[SUPPLIED DATA Boundary: Start]
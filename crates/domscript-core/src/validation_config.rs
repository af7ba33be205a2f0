use serde::{Deserialize, Serialize};

/// Acceptance and repair rules applied to model completions.
///
/// The token lists are tuned to the failure modes of small code models
/// (emitting Python, echoing HTML from training data). They are data so that
/// a different backend can ship different tuning.
#[derive(Debug, Clone, PartialEq, Serialize, Deserialize)]
pub struct ValidationRules {
    /// Stripped completions must be strictly longer than this before repair
    #[serde(default = "default_min_raw_len")]
    pub min_raw_len: usize,

    /// Repaired snippets must be strictly longer than this
    #[serde(default = "default_min_len")]
    pub min_len: usize,

    /// Token every snippet must reference (the DOM root object)
    #[serde(default = "default_root_token")]
    pub root_token: String,

    /// At least one of these must appear (style access or element query)
    #[serde(default = "default_dom_access_tokens")]
    pub dom_access_tokens: Vec<String>,

    /// Statement terminator a snippet must end with
    #[serde(default = "default_terminator")]
    pub terminator: String,

    /// Case-insensitive tokens that mark foreign-language or markup output
    #[serde(default = "default_foreign_tokens")]
    pub foreign_tokens: Vec<String>,

    /// Completion repair heuristics
    #[serde(default)]
    pub repair: RepairRules,
}

impl Default for ValidationRules {
    fn default() -> Self {
        Self {
            min_raw_len: default_min_raw_len(),
            min_len: default_min_len(),
            root_token: default_root_token(),
            dom_access_tokens: default_dom_access_tokens(),
            terminator: default_terminator(),
            foreign_tokens: default_foreign_tokens(),
            repair: RepairRules::default(),
        }
    }
}

/// Closing sequences appended to unterminated completions.
///
/// Each rule has two variants: one used when the text already ends with
/// `quote`, one used otherwise.
#[derive(Debug, Clone, PartialEq, Serialize, Deserialize)]
pub struct RepairRules {
    #[serde(default = "default_quote")]
    pub quote: String,

    #[serde(default = "default_iteration_marker")]
    pub iteration_marker: String,
    #[serde(default = "default_iteration_end")]
    pub iteration_end: String,
    #[serde(default = "default_iteration_close_open_string")]
    pub iteration_close_open_string: String,
    #[serde(default = "default_iteration_close_quoted")]
    pub iteration_close_quoted: String,

    #[serde(default = "default_style_marker")]
    pub style_marker: String,
    #[serde(default = "default_style_end")]
    pub style_end: String,
    #[serde(default = "default_style_close_open_string")]
    pub style_close_open_string: String,
    #[serde(default = "default_style_close_quoted")]
    pub style_close_quoted: String,
}

impl Default for RepairRules {
    fn default() -> Self {
        Self {
            quote: default_quote(),
            iteration_marker: default_iteration_marker(),
            iteration_end: default_iteration_end(),
            iteration_close_open_string: default_iteration_close_open_string(),
            iteration_close_quoted: default_iteration_close_quoted(),
            style_marker: default_style_marker(),
            style_end: default_style_end(),
            style_close_open_string: default_style_close_open_string(),
            style_close_quoted: default_style_close_quoted(),
        }
    }
}

/// Probe battery and checks used by the one-shot quality gate
#[derive(Debug, Clone, PartialEq, Serialize, Deserialize)]
pub struct ProbeRules {
    /// Code prefixes sent to the model, deterministically
    #[serde(default = "default_probe_battery")]
    pub battery: Vec<String>,

    /// Stripped completions must be strictly longer than this
    #[serde(default = "default_probe_min_len")]
    pub min_len: usize,

    /// Case-insensitive tokens that fail a probe (license text, other languages)
    #[serde(default = "default_probe_denylist")]
    pub denylist: Vec<String>,

    /// At least one of these must appear in the completion
    #[serde(default = "default_probe_closing_tokens")]
    pub closing_tokens: Vec<String>,

    /// The gate passes when the success rate is strictly greater than this
    #[serde(default = "default_pass_threshold")]
    pub pass_threshold: f64,
}

impl Default for ProbeRules {
    fn default() -> Self {
        Self {
            battery: default_probe_battery(),
            min_len: default_probe_min_len(),
            denylist: default_probe_denylist(),
            closing_tokens: default_probe_closing_tokens(),
            pass_threshold: default_pass_threshold(),
        }
    }
}

fn strings(values: &[&str]) -> Vec<String> {
    values.iter().map(|v| v.to_string()).collect()
}

fn default_min_raw_len() -> usize {
    5
}
fn default_min_len() -> usize {
    15
}
fn default_root_token() -> String {
    "document.".to_string()
}
fn default_dom_access_tokens() -> Vec<String> {
    strings(&["style.", "querySelector"])
}
fn default_terminator() -> String {
    ";".to_string()
}
fn default_foreign_tokens() -> Vec<String> {
    strings(&["def ", "import ", "print(", "class ", "</", "html"])
}

fn default_quote() -> String {
    "'".to_string()
}
fn default_iteration_marker() -> String {
    "forEach".to_string()
}
fn default_iteration_end() -> String {
    ");".to_string()
}
fn default_iteration_close_open_string() -> String {
    "');".to_string()
}
fn default_iteration_close_quoted() -> String {
    ");".to_string()
}
fn default_style_marker() -> String {
    "style.".to_string()
}
fn default_style_end() -> String {
    ";".to_string()
}
fn default_style_close_open_string() -> String {
    "';".to_string()
}
fn default_style_close_quoted() -> String {
    ";".to_string()
}

fn default_probe_battery() -> Vec<String> {
    strings(&[
        "document.querySelector('button').style.backgroundColor = 'red'",
        "document.body.style.fontSize = '20px'",
        "document.querySelectorAll('img').forEach(img => img.style.display = 'none'",
    ])
}
fn default_probe_min_len() -> usize {
    2
}
fn default_probe_denylist() -> Vec<String> {
    strings(&["import", "def ", "class ", "apache", "license"])
}
fn default_probe_closing_tokens() -> Vec<String> {
    strings(&[";", ")", "}", "'"])
}
fn default_pass_threshold() -> f64 {
    0.5
}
[SUPPLIED DATA Boundary: End]
AIM OF THE TASK
Extract each line from the entries above that contains the string "these".

RESULT OF THE TASK
    /// At least one of these must appear (style access or element query)
    /// At least one of these must appear in the completion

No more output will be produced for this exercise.